Hi Clemens! Can you tell us about your day job and your role in Europeana Newspapers?
Clemens: I work at the Berlin State Library (Staatsbibliothek zu Berlin - Preußischer Kulturbesitz), where I advise the Directorate on research strategy and also participate in several research projects, mainly in the areas of Optical Character Recognition (OCR), Machine Learning and the Digital Humanities.
I have been involved with Europeana Newspapers from the start. When the Europeana Newspapers project received funding in 2012, I worked at the National Library of the Netherlands, and led the OCR processing of 10 million newspaper pages for the project. In the summer of 2014, I moved to the Berlin State Library to coordinate the overall project, until its end in 2015. Since then I have been working with Europeana to make the project outputs available as a thematic collection.
What and who is Europeana Newspapers for?
Newspapers capture the details of daily life in the past - a lot of what does not make it into history textbooks can be discovered in historic newspapers.
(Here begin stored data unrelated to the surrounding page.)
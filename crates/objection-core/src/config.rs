//! Engine configuration.
//!
//! Provides [`EngineConfig`] for configuring the storage engine.
//! Configuration values are loaded from `OBJECTION_*` environment
//! variables with sensible defaults for local development.

use serde::{Deserialize, Serialize};
use typed_builder::TypedBuilder;

/// Storage engine configuration.
///
/// # Examples
///
/// ```
/// use objection_core::config::EngineConfig;
///
/// let config = EngineConfig::default();
/// assert_eq!(config.max_commit_attempts, 8);
/// assert_eq!(config.spill_threshold, 524_288);
/// ```
#[derive(Debug, Clone, Serialize, Deserialize, TypedBuilder)]
#[serde(rename_all = "camelCase")]
pub struct EngineConfig {
    /// Data directory for durable payload and metadata files.
    #[builder(default = String::from("/var/lib/objection"))]
    pub data_dir: String,

    /// Maximum payload size (in bytes) kept entirely in memory before
    /// spilling to disk.
    #[builder(default = 524_288)]
    pub spill_threshold: usize,

    /// Total payload byte budget. `None` disables capacity enforcement.
    #[builder(default = None)]
    pub capacity_bytes: Option<u64>,

    /// Maximum number of CAS commit attempts before surfacing
    /// [`crate::error::EngineError::WriteConflict`].
    #[builder(default = 8)]
    pub max_commit_attempts: u32,

    /// Base backoff between CAS commit attempts, in milliseconds. Jitter is
    /// added per attempt.
    #[builder(default = 5)]
    pub commit_backoff_ms: u64,

    /// How long an inactive multipart upload session lives before the
    /// reaper aborts it, in seconds.
    #[builder(default = 86_400)]
    pub upload_session_ttl_secs: u64,

    /// How long a completed-upload tombstone is kept for idempotent
    /// completion retries, in seconds.
    #[builder(default = 3_600)]
    pub upload_tombstone_ttl_secs: u64,

    /// Interval between background reaper passes, in seconds.
    #[builder(default = 60)]
    pub reaper_interval_secs: u64,

    /// Log level filter string (e.g. `"info"`, `"debug"`).
    #[builder(default = String::from("info"))]
    pub log_level: String,
}

impl Default for EngineConfig {
    fn default() -> Self {
        Self {
            data_dir: String::from("/var/lib/objection"),
            spill_threshold: 524_288,
            capacity_bytes: None,
            max_commit_attempts: 8,
            commit_backoff_ms: 5,
            upload_session_ttl_secs: 86_400,
            upload_tombstone_ttl_secs: 3_600,
            reaper_interval_secs: 60,
            log_level: String::from("info"),
        }
    }
}

impl EngineConfig {
    /// Load configuration from environment variables.
    ///
    /// Reads the following variables (falling back to defaults):
    ///
    /// | Variable | Default |
    /// |----------|---------|
    /// | `OBJECTION_DATA_DIR` | `/var/lib/objection` |
    /// | `OBJECTION_SPILL_THRESHOLD` | `524288` |
    /// | `OBJECTION_CAPACITY_BYTES` | unset (unlimited) |
    /// | `OBJECTION_MAX_COMMIT_ATTEMPTS` | `8` |
    /// | `OBJECTION_COMMIT_BACKOFF_MS` | `5` |
    /// | `OBJECTION_UPLOAD_SESSION_TTL_SECS` | `86400` |
    /// | `OBJECTION_UPLOAD_TOMBSTONE_TTL_SECS` | `3600` |
    /// | `OBJECTION_REAPER_INTERVAL_SECS` | `60` |
    /// | `OBJECTION_LOG_LEVEL` | `info` |
    ///
    /// # Examples
    ///
    /// ```
    /// use objection_core::config::EngineConfig;
    ///
    /// let config = EngineConfig::from_env();
    /// assert!(!config.data_dir.is_empty());
    /// ```
    #[must_use]
    pub fn from_env() -> Self {
        let mut config = Self::default();

        if let Ok(v) = std::env::var("OBJECTION_DATA_DIR") {
            config.data_dir = v;
        }
        if let Ok(v) = std::env::var("OBJECTION_SPILL_THRESHOLD") {
            if let Ok(n) = v.parse::<usize>() {
                config.spill_threshold = n;
            }
        }
        if let Ok(v) = std::env::var("OBJECTION_CAPACITY_BYTES") {
            if let Ok(n) = v.parse::<u64>() {
                config.capacity_bytes = Some(n);
            }
        }
        if let Ok(v) = std::env::var("OBJECTION_MAX_COMMIT_ATTEMPTS") {
            if let Ok(n) = v.parse::<u32>() {
                config.max_commit_attempts = n.max(1);
            }
        }
        if let Ok(v) = std::env::var("OBJECTION_COMMIT_BACKOFF_MS") {
            if let Ok(n) = v.parse::<u64>() {
                config.commit_backoff_ms = n;
            }
        }
        if let Ok(v) = std::env::var("OBJECTION_UPLOAD_SESSION_TTL_SECS") {
            if let Ok(n) = v.parse::<u64>() {
                config.upload_session_ttl_secs = n;
            }
        }
        if let Ok(v) = std::env::var("OBJECTION_UPLOAD_TOMBSTONE_TTL_SECS") {
            if let Ok(n) = v.parse::<u64>() {
                config.upload_tombstone_ttl_secs = n;
            }
        }
        if let Ok(v) = std::env::var("OBJECTION_REAPER_INTERVAL_SECS") {
            if let Ok(n) = v.parse::<u64>() {
                config.reaper_interval_secs = n;
            }
        }
        if let Ok(v) = std::env::var("OBJECTION_LOG_LEVEL") {
            config.log_level = v;
        }

        config
    }
}
//! Top-level metadata store.
//!
//! [`MetadataStore`] owns every bucket, keyed by name in a [`DashMap`].
//! Buckets are handed out as `Arc<Bucket>` so callers can work with a
//! bucket without holding the map entry.

use std::sync::Arc;

use chrono::Utc;
use dashmap::DashMap;
use dashmap::mapref::entry::Entry;
use tracing::{debug, info};

use super::bucket::Bucket;
use crate::error::{EngineError, EngineResult};

/// The collection of all buckets.
#[derive(Debug, Default)]
pub struct MetadataStore {
    /// Buckets keyed by name.
    buckets: DashMap<String, Arc<Bucket>>,
}

impl MetadataStore {
    /// Create an empty store.
    #[must_use]
    pub fn new() -> Self {
        Self::default()
    }

    /// Create a bucket. Names are globally unique and immutable.
    ///
    /// # Errors
    ///
    /// [`EngineError::BucketAlreadyExists`] when the name is taken.
    pub fn create_bucket(&self, name: &str) -> EngineResult<Arc<Bucket>> {
        match self.buckets.entry(name.to_owned()) {
            Entry::Occupied(_) => Err(EngineError::BucketAlreadyExists {
                bucket: name.to_owned(),
            }),
            Entry::Vacant(vacant) => {
                let bucket = Arc::new(Bucket::new(name));
                vacant.insert(Arc::clone(&bucket));
                info!(bucket = %name, "created bucket");
                Ok(bucket)
            }
        }
    }

    /// Look up a bucket by name.
    ///
    /// # Errors
    ///
    /// [`EngineError::NoSuchBucket`] when absent.
    pub fn bucket(&self, name: &str) -> EngineResult<Arc<Bucket>> {
        self.buckets
            .get(name)
            .map(|entry| Arc::clone(entry.value()))
            .ok_or_else(|| EngineError::NoSuchBucket {
                bucket: name.to_owned(),
            })
    }

    /// Delete a bucket. Only permitted when it holds no live objects and
    /// no in-progress uploads.
    ///
    /// # Errors
    ///
    /// - [`EngineError::NoSuchBucket`] when absent.
    /// - [`EngineError::BucketNotEmpty`] when objects or uploads remain.
    pub fn delete_bucket(&self, name: &str) -> EngineResult<()> {
        match self.buckets.entry(name.to_owned()) {
            Entry::Occupied(occupied) => {
                // Emptiness is checked under the entry lock, so a
                // concurrent put into this bucket either lands before the
                // check or fails its bucket lookup after removal.
                if occupied.get().is_empty(Utc::now()) {
                    occupied.remove();
                    info!(bucket = %name, "deleted bucket");
                    Ok(())
                } else {
                    Err(EngineError::BucketNotEmpty {
                        bucket: name.to_owned(),
                    })
                }
            }
            Entry::Vacant(_) => Err(EngineError::NoSuchBucket {
                bucket: name.to_owned(),
            }),
        }
    }

    /// Bucket names in sorted order.
    #[must_use]
    pub fn list_buckets(&self) -> Vec<String> {
        let mut names: Vec<String> = self
            .buckets
            .iter()
            .map(|entry| entry.key().clone())
            .collect();
        names.sort_unstable();
        names
    }

    /// Every bucket handle, for background sweeps.
    #[must_use]
    pub fn all_buckets(&self) -> Vec<Arc<Bucket>> {
        self.buckets
            .iter()
            .map(|entry| Arc::clone(entry.value()))
            .collect()
    }

    /// Number of buckets.
    #[must_use]
    pub fn len(&self) -> usize {
        self.buckets.len()
    }

    /// Whether no buckets exist.
    #[must_use]
    pub fn is_empty(&self) -> bool {
        self.buckets.is_empty()
    }

    /// Drop all buckets. Test helper.
    pub fn reset(&self) {
        debug!("resetting metadata store");
        self.buckets.clear();
    }
}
There is great potential in having a common point of access for newspapers from different European countries, for example, for comparison and the study of how media in the past reflected public perceptions of major events such as the murder of Franz Ferdinand or the 1917 Revolution.
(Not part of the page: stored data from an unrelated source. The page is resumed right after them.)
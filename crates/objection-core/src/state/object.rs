//! Object version records and delete markers.
//!
//! An [`ObjectRecord`] is immutable metadata for one committed version of a
//! key: it points at a blob by content hash and never owns payload bytes.
//! Updating a key produces a new record; the old record stays readable by
//! version ID in versioned buckets. A [`DeleteMarker`] is the version-chain
//! entry a delete writes in a versioned bucket.

use std::collections::BTreeMap;

use chrono::{DateTime, Utc};
use serde::{Deserialize, Serialize};

use crate::policy::Statement;

// ---------------------------------------------------------------------------
// ObjectRecord
// ---------------------------------------------------------------------------

/// Immutable metadata for one committed object version.
///
/// The record's identity is `(key, version_id)`. Sidecar mutations (tags,
/// cache policy) on unversioned buckets replace fields in place; in
/// versioned buckets they commit a fresh record instead.
#[derive(Debug, Clone, Serialize, Deserialize)]
#[serde(rename_all = "camelCase")]
pub struct ObjectRecord {
    /// The object key.
    pub key: String,
    /// Unique version ID, assigned at commit time.
    pub version_id: String,
    /// Hex SHA-256 content hash of the payload; the blob store key.
    pub content_hash: String,
    /// Payload size in bytes.
    pub size: u64,
    /// Entity tag: quoted content hash, or composite form for
    /// multipart-assembled objects.
    pub etag: String,
    /// MIME type of the payload.
    #[serde(skip_serializing_if = "Option::is_none")]
    pub content_type: Option<String>,
    /// Cache policy directives (e.g. `max-age=3600`); falls back to the
    /// bucket default when `None`.
    #[serde(skip_serializing_if = "Option::is_none")]
    pub cache_control: Option<String>,
    /// User tags.
    #[serde(default)]
    pub tags: BTreeMap<String, String>,
    /// Per-object ACL statements, evaluated together with the bucket policy.
    #[serde(default)]
    pub acl: Vec<Statement>,
    /// When this version was committed.
    pub created_at: DateTime<Utc>,
    /// Optional expiration; past this instant the version reads as absent.
    #[serde(skip_serializing_if = "Option::is_none")]
    pub expires_at: Option<DateTime<Utc>>,
    /// Number of parts if assembled by a multipart upload.
    #[serde(skip_serializing_if = "Option::is_none")]
    pub parts_count: Option<u32>,
}

impl ObjectRecord {
    /// Create a record with the required identity fields; optional
    /// metadata starts empty.
    #[must_use]
    pub fn new(
        key: impl Into<String>,
        version_id: impl Into<String>,
        content_hash: impl Into<String>,
        size: u64,
        etag: impl Into<String>,
    ) -> Self {
        Self {
            key: key.into(),
            version_id: version_id.into(),
            content_hash: content_hash.into(),
            size,
            etag: etag.into(),
            content_type: None,
            cache_control: None,
            tags: BTreeMap::new(),
            acl: Vec::new(),
            created_at: Utc::now(),
            expires_at: None,
            parts_count: None,
        }
    }

    /// Whether the version has expired as of `now`.
    #[must_use]
    pub fn is_expired(&self, now: DateTime<Utc>) -> bool {
        self.expires_at.is_some_and(|at| at <= now)
    }
}

// ---------------------------------------------------------------------------
// DeleteMarker
// ---------------------------------------------------------------------------

/// A delete marker in a versioned bucket.
///
/// Becomes the current version of its key: reads of the key report
/// not-found while older versions stay addressable by version ID.
#[derive(Debug, Clone, Serialize, Deserialize)]
#[serde(rename_all = "camelCase")]
pub struct DeleteMarker {
    /// The object key.
    pub key: String,
    /// Version ID of the marker itself.
    pub version_id: String,
    /// When the delete was committed.
    pub created_at: DateTime<Utc>,
}

// ---------------------------------------------------------------------------
// ObjectVersion
// ---------------------------------------------------------------------------

/// One entry in a key's version chain: a record or a delete marker.
#[derive(Debug, Clone, Serialize, Deserialize)]
#[serde(rename_all = "camelCase", tag = "type")]
pub enum ObjectVersion {
    /// A committed object version (boxed to reduce enum size).
    Record(Box<ObjectRecord>),
    /// A delete-marker version.
    DeleteMarker(DeleteMarker),
}

impl ObjectVersion {
    /// The object key.
    #[must_use]
    pub fn key(&self) -> &str {
        match self {
            Self::Record(record) => &record.key,
            Self::DeleteMarker(marker) => &marker.key,
        }
    }

    /// The version ID.
    #[must_use]
    pub fn version_id(&self) -> &str {
        match self {
            Self::Record(record) => &record.version_id,
            Self::DeleteMarker(marker) => &marker.version_id,
        }
    }

    /// When this chain entry was committed.
    #[must_use]
    pub fn created_at(&self) -> DateTime<Utc> {
        match self {
            Self::Record(record) => record.created_at,
            Self::DeleteMarker(marker) => marker.created_at,
        }
    }

    /// Whether this entry is a delete marker.
    #[must_use]
    pub fn is_delete_marker(&self) -> bool {
        matches!(self, Self::DeleteMarker(_))
    }

    /// The content hash, if this entry is a record.
    #[must_use]
    pub fn content_hash(&self) -> Option<&str> {
        self.as_record().map(|r| r.content_hash.as_str())
    }

    /// The inner record, if this entry is one.
    #[must_use]
    pub fn as_record(&self) -> Option<&ObjectRecord> {
        match self {
            Self::Record(record) => Some(record),
            Self::DeleteMarker(_) => None,
        }
    }

    /// Mutable access to the inner record, if this entry is one.
    pub fn as_record_mut(&mut self) -> Option<&mut ObjectRecord> {
        match self {
            Self::Record(record) => Some(record),
            Self::DeleteMarker(_) => None,
        }
    }
}

// ---------------------------------------------------------------------------
// Tests
// ---------------------------------------------------------------------------
//! Background maintenance sweeps.
//!
//! The reaper does four things on each pass: permanently removes expired
//! object versions, aborts abandoned multipart sessions (releasing their
//! part holds, exactly like an explicit abort), prunes stale
//! completed-upload tombstones, and collects unreferenced blobs. Blob
//! collection runs last so references released earlier in the same pass
//! are reclaimed immediately.

use std::sync::Arc;

use chrono::{Duration, Utc};
use tracing::{debug, info};

use super::ObjectEngine;

/// What one reaper pass reclaimed.
#[derive(Debug, Clone, Copy, Default, PartialEq, Eq)]
pub struct ReaperStats {
    /// Expired object versions removed.
    pub expired_versions: usize,
    /// Abandoned upload sessions aborted.
    pub reaped_uploads: usize,
    /// Completed-upload tombstones pruned.
    pub pruned_tombstones: usize,
    /// Blobs collected.
    pub collected_blobs: usize,
}

impl ObjectEngine {
    /// Permanently remove expired object versions and release their blob
    /// references. Returns the number of versions removed.
    pub fn sweep_expired_objects(&self) -> usize {
        let now = Utc::now();
        let mut removed = 0usize;
        for bucket in self.meta().all_buckets() {
            let hashes = bucket.keys.write().sweep_expired(now);
            removed += hashes.len();
            for hash in &hashes {
                self.blobs().decref(hash);
            }
        }
        removed
    }

    /// Abort upload sessions with no activity past the configured TTL and
    /// prune stale completion tombstones. Sessions with a completion in
    /// flight are left alone. Returns `(reaped_sessions, pruned_tombstones)`.
    pub fn sweep_uploads(&self) -> (usize, usize) {
        let now = Utc::now();
        let session_ttl = seconds(self.config().upload_session_ttl_secs);
        let tombstone_ttl = seconds(self.config().upload_tombstone_ttl_secs);

        let mut reaped = 0usize;
        let mut pruned = 0usize;
        for bucket in self.meta().all_buckets() {
            let stale: Vec<String> = bucket
                .uploads
                .iter()
                .filter(|entry| {
                    entry.is_stale(now, session_ttl) && entry.check_abortable().is_ok()
                })
                .map(|entry| entry.key().clone())
                .collect();
            for upload_id in stale {
                let removed = bucket.uploads.remove_if(&upload_id, |_, session| {
                    session.is_stale(now, session_ttl) && session.check_abortable().is_ok()
                });
                if let Some((_, session)) = removed {
                    debug!(bucket = %bucket.name, upload_id = %upload_id, "reaping abandoned upload");
                    for hash in session.part_hashes() {
                        self.blobs().release_hold(&hash);
                    }
                    reaped += 1;
                }
            }

            let before = bucket.completed_uploads.len();
            bucket
                .completed_uploads
                .retain(|_, tombstone| !tombstone.is_stale(now, tombstone_ttl));
            pruned += before - bucket.completed_uploads.len();
        }
        (reaped, pruned)
    }

    /// Collect every blob whose refcount and hold count are both zero.
    pub fn sweep_blobs(&self) -> usize {
        self.blobs().sweep()
    }

    /// Run one full maintenance pass.
    pub fn sweep_all(&self) -> ReaperStats {
        let expired_versions = self.sweep_expired_objects();
        let (reaped_uploads, pruned_tombstones) = self.sweep_uploads();
        let collected_blobs = self.sweep_blobs();

        let stats = ReaperStats {
            expired_versions,
            reaped_uploads,
            pruned_tombstones,
            collected_blobs,
        };
        if stats != ReaperStats::default() {
            info!(
                expired = stats.expired_versions,
                uploads = stats.reaped_uploads,
                tombstones = stats.pruned_tombstones,
                blobs = stats.collected_blobs,
                "reaper pass complete"
            );
        }
        stats
    }

    /// Spawn the periodic reaper task. Runs until the handle is aborted
    /// or the runtime shuts down.
    #[must_use]
    pub fn spawn_reaper(self: &Arc<Self>) -> tokio::task::JoinHandle<()> {
        let engine = Arc::clone(self);
        let interval = std::time::Duration::from_secs(engine.config().reaper_interval_secs.max(1));
        tokio::spawn(async move {
            let mut ticker = tokio::time::interval(interval);
            // The first tick fires immediately; skip it so a fresh engine
            // is not swept at startup.
            ticker.tick().await;
            loop {
                ticker.tick().await;
                engine.sweep_all();
            }
        })
    }
}

fn seconds(secs: u64) -> Duration {
    Duration::seconds(i64::try_from(secs).unwrap_or(i64::MAX))
}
There are already a number of research projects that work with the Europeana Newspapers collection data in various ways, from text analysis to image-based methods or the study of historical stock market indices. But newspapers are also a very interesting source for creative coders, citizen scientists or genealogists or just anybody interested in the many details of life in the past.
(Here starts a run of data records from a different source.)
// ---------------------------------------------------------------------------
// Operations
// ---------------------------------------------------------------------------

impl ObjectEngine {
    /// Initiate a multipart upload. Object metadata is captured now and
    /// applied to the assembled object at completion.
    pub fn create_multipart_upload(
        &self,
        principal: &str,
        bucket_name: &str,
        key: &str,
        opts: PutOptions,
    ) -> EngineResult<CreateUploadOutcome> {
        let bucket = self.meta().bucket(bucket_name)?;
        self.authorize(&bucket, principal, "PutObject", Some(key))?;

        let upload_id = Uuid::new_v4().to_string();
        let mut session = UploadSession::new(upload_id.clone(), key);
        session.content_type = opts.content_type;
        session.cache_control = opts.cache_control;
        session.tags = opts.tags;
        bucket.uploads.insert(upload_id.clone(), session);

        info!(bucket = %bucket_name, key, upload_id = %upload_id, "initiated multipart upload");
        Ok(CreateUploadOutcome {
            upload_id,
            key: key.to_owned(),
        })
    }

    /// Upload one part. Parts for distinct numbers may run in parallel;
    /// re-uploading a number replaces the earlier part and releases its
    /// blob hold (last write wins).
    ///
    /// # Errors
    ///
    /// - [`EngineError::NoSuchUpload`] for an unknown or finished session.
    /// - [`EngineError::UploadStateConflict`] while a completion is
    ///   pending.
    /// - [`EngineError::InvalidArgument`] for part number zero.
    pub async fn upload_part(
        &self,
        principal: &str,
        bucket_name: &str,
        upload_id: &str,
        part_number: u32,
        data: bytes::Bytes,
    ) -> EngineResult<UploadPartOutcome> {
        if part_number == 0 {
            return Err(EngineError::InvalidArgument {
                message: "part numbers start at 1".to_owned(),
            });
        }
        let bucket = self.meta().bucket(bucket_name)?;
        let key = self.session_key(&bucket, upload_id)?;
        self.authorize(&bucket, principal, "PutObject", Some(&key))?;

        // Store the payload before touching the session, so the session
        // entry lock is never held across I/O.
        let guard = self.blobs().put(data).await?;
        let part = PartRecord {
            part_number,
            content_hash: guard.content_hash().to_owned(),
            size: guard.size(),
            etag: checksums::etag_for_hash(guard.content_hash()),
            uploaded_at: Utc::now(),
        };
        let outcome = UploadPartOutcome {
            part_number,
            etag: part.etag.clone(),
            content_hash: part.content_hash.clone(),
            size: part.size,
        };

        let replaced = {
            let mut session =
                bucket
                    .uploads
                    .get_mut(upload_id)
                    .ok_or_else(|| EngineError::NoSuchUpload {
                        upload_id: upload_id.to_owned(),
                    })?;
            session.record_part(part)?
        };

        // The session now owns the hold; a replaced part gives its hold up.
        let _hash = guard.into_hash();
        if let Some(previous) = replaced {
            self.blobs().release_hold(&previous.content_hash);
        }

        debug!(upload_id, part_number, size = outcome.size, "recorded part");
        Ok(outcome)
    }

    /// The recorded parts of a session in part-number order, for callers
    /// re-deriving a part list after a mismatch.
    pub fn list_parts(
        &self,
        principal: &str,
        bucket_name: &str,
        upload_id: &str,
    ) -> EngineResult<Vec<PartRecord>> {
        let bucket = self.meta().bucket(bucket_name)?;
        let key = self.session_key(&bucket, upload_id)?;
        self.authorize(&bucket, principal, "ListParts", Some(&key))?;

        let session = bucket
            .uploads
            .get(upload_id)
            .ok_or_else(|| EngineError::NoSuchUpload {
                upload_id: upload_id.to_owned(),
            })?;
        Ok(session.parts.values().cloned().collect())
    }

    /// Complete a multipart upload.
    ///
    /// Validates the client part list against the recorded parts (count,
    /// order, ETags), assembles the parts in numeric order into one
    /// payload, and commits it through the CAS path. A retried completion
    /// with the same part list returns the original result; the session
    /// itself is gone once completed, so aborts and part uploads fail with
    /// not-found.
    ///
    /// # Errors
    ///
    /// - [`EngineError::PartMismatch`] when validation fails; the session
    ///   returns to accepting parts and the completion may be retried with
    ///   a corrected list.
    /// - [`EngineError::UploadStateConflict`] when another completion is
    ///   in flight.
    /// - [`EngineError::WriteConflict`] when the CAS budget runs out; the
    ///   session also returns to accepting parts.
    pub async fn complete_multipart_upload(
        &self,
        principal: &str,
        bucket_name: &str,
        upload_id: &str,
        client_parts: &[CompletedPart],
    ) -> EngineResult<CompleteOutcome> {
        let bucket = self.meta().bucket(bucket_name)?;

        // Idempotent retry: a finished upload answers from its tombstone.
        if let Some(done) = bucket.completed_uploads.get(upload_id) {
            self.authorize(&bucket, principal, "PutObject", Some(&done.key))?;
            validate_part_list(upload_id, &done.parts, client_parts)?;
            debug!(upload_id, "returning completed upload from tombstone");
            return Ok(CompleteOutcome {
                version_id: done.version_id.clone(),
                etag: done.etag.clone(),
                content_hash: done.content_hash.clone(),
                size: done.size,
                parts_count: done.parts_count,
            });
        }

        let key = self.session_key(&bucket, upload_id)?;
        self.authorize(&bucket, principal, "PutObject", Some(&key))?;

        // Fence out concurrent completes, part uploads, and aborts, and
        // snapshot everything needed to assemble outside the entry lock.
        let (recorded, content_type, cache_control, tags) = {
            let mut session =
                bucket
                    .uploads
                    .get_mut(upload_id)
                    .ok_or_else(|| EngineError::NoSuchUpload {
                        upload_id: upload_id.to_owned(),
                    })?;
            session.begin_complete()?;
            (
                session.parts.values().cloned().collect::<Vec<_>>(),
                session.content_type.clone(),
                session.cache_control.clone(),
                session.tags.clone(),
            )
        };

        let result = self
            .assemble_and_commit(
                &bucket,
                &key,
                &recorded,
                client_parts,
                upload_id,
                content_type,
                cache_control,
                tags,
            )
            .await;

        match result {
            Ok(outcome) => {
                // Tombstone first, then drop the session, then release the
                // part holds: retries always find one of the two records.
                bucket.completed_uploads.insert(
                    upload_id.to_owned(),
                    CompletedUpload {
                        upload_id: upload_id.to_owned(),
                        key: key.clone(),
                        version_id: outcome.version_id.clone(),
                        content_hash: outcome.content_hash.clone(),
                        etag: outcome.etag.clone(),
                        size: outcome.size,
                        parts_count: outcome.parts_count,
                        parts: recorded.clone(),
                        completed_at: Utc::now(),
                    },
                );
                bucket.uploads.remove(upload_id);
                for part in &recorded {
                    self.blobs().release_hold(&part.content_hash);
                }
                info!(
                    bucket = %bucket_name,
                    key = %key,
                    upload_id,
                    version_id = %outcome.version_id,
                    parts = outcome.parts_count,
                    "completed multipart upload"
                );
                Ok(outcome)
            }
            Err(e) => {
                // Roll back so a corrected part list can be retried.
                if let Some(mut session) = bucket.uploads.get_mut(upload_id) {
                    session.fail_complete();
                }
                Err(e)
            }
        }
    }

    /// Abort a multipart upload, releasing every part hold. Permitted
    /// while parts are uploading; a pending completion fences it out, and
    /// a finished upload is simply gone.
    pub fn abort_multipart_upload(
        &self,
        principal: &str,
        bucket_name: &str,
        upload_id: &str,
    ) -> EngineResult<()> {
        let bucket = self.meta().bucket(bucket_name)?;
        {
            let session =
                bucket
                    .uploads
                    .get(upload_id)
                    .ok_or_else(|| EngineError::NoSuchUpload {
                        upload_id: upload_id.to_owned(),
                    })?;
            self.authorize(&bucket, principal, "AbortMultipartUpload", Some(&session.key))?;
            session.check_abortable()?;
        }

        let Some((_, session)) = bucket
            .uploads
            .remove_if(upload_id, |_, s| s.check_abortable().is_ok())
        else {
            // Lost a race with a completion that started in between.
            return Err(EngineError::NoSuchUpload {
                upload_id: upload_id.to_owned(),
            });
        };
        for hash in session.part_hashes() {
            self.blobs().release_hold(&hash);
        }
        info!(bucket = %bucket_name, upload_id, "aborted multipart upload");
        Ok(())
    }

    // -----------------------------------------------------------------------
    // Private helpers
    // -----------------------------------------------------------------------

    fn session_key(
        &self,
        bucket: &crate::state::bucket::Bucket,
        upload_id: &str,
    ) -> EngineResult<String> {
        bucket
            .uploads
            .get(upload_id)
            .map(|session| session.key.clone())
            .ok_or_else(|| EngineError::NoSuchUpload {
                upload_id: upload_id.to_owned(),
            })
    }

    /// Validate, assemble, and CAS-commit the final object. The session
    /// stays fenced in complete-pending for the duration; the caller
    /// settles it based on the result.
    #[allow(clippy::too_many_arguments)]
    async fn assemble_and_commit(
        &self,
        bucket: &crate::state::bucket::Bucket,
        key: &str,
        recorded: &[PartRecord],
        client_parts: &[CompletedPart],
        upload_id: &str,
        content_type: Option<String>,
        cache_control: Option<String>,
        tags: std::collections::BTreeMap<String, String>,
    ) -> EngineResult<CompleteOutcome> {
        validate_part_list(upload_id, recorded, client_parts)?;

        // Assemble by streaming the parts chunk-by-chunk through a fresh
        // put, so neither a part nor the final payload has to fit in
        // memory at once. Each part's bytes re-verify against its hash as
        // they stream.
        let part_hashes: Vec<String> =
            recorded.iter().map(|p| p.content_hash.clone()).collect();
        let blobs = self.blobs();
        let stream = Box::pin(
            futures::stream::iter(part_hashes.clone())
                .then(move |hash| async move {
                    blobs
                        .get_stream(&hash)
                        .await
                        .map(|part| part.map(|chunk| chunk.map_err(std::io::Error::other)))
                        .map_err(std::io::Error::other)
                })
                .try_flatten(),
        );
        let guard = self.blobs().put_stream(stream).await.map_err(unwrap_nested)?;

        let content_hash = guard.content_hash().to_owned();
        let size = guard.size();
        let etag = checksums::composite_etag(&part_hashes);
        let parts_count = u32::try_from(recorded.len()).unwrap_or(u32::MAX);

        // Only the metadata CAS retries on conflict; the assembled blob
        // is kept across attempts.
        let outcome = self
            .commit_with_retry(bucket, key, |_current, version_id| {
                let mut record = ObjectRecord::new(
                    key,
                    version_id,
                    content_hash.clone(),
                    size,
                    etag.clone(),
                );
                record.content_type = content_type.clone();
                record.cache_control = cache_control.clone();
                record.tags = tags.clone();
                record.parts_count = Some(parts_count);
                record
            })
            .await?;

        let content_hash = guard.commit();
        if let Some(old) = &outcome.superseded_hash {
            self.blobs().decref(old);
        }

        Ok(CompleteOutcome {
            version_id: outcome.version_id,
            etag,
            content_hash,
            size,
            parts_count,
        })
    }
}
Europeana Newspapers began life as a project of its own and now it's a thematic collection. Can you tell us a bit about its development?
When we began with the Europeana Newspapers project, Europeana couldn't provide full-text search in addition to metadata about cultural heritage objects. So a prototype portal was developed and served by The European Library (TEL). Unfortunately, CENL, the organisation that funded TEL decided to close the service by the end of 2016. Since then, we have been working with Europeana to save the newspaper data and access features by migrating to the main Europeana Collections platform.
However, TEL and Europeana use different technology to serve data, so most of the development had to start from scratch. Since the newspapers require specific functionality not present before in Europeana, and since the data is of immense volume, this proved to be quite difficult and time-consuming. Furthermore, the newspaper collection needed to blend in with the overall presentation of cultural heritage objects on Europeana Collections, which brought about additional challenges for design and development.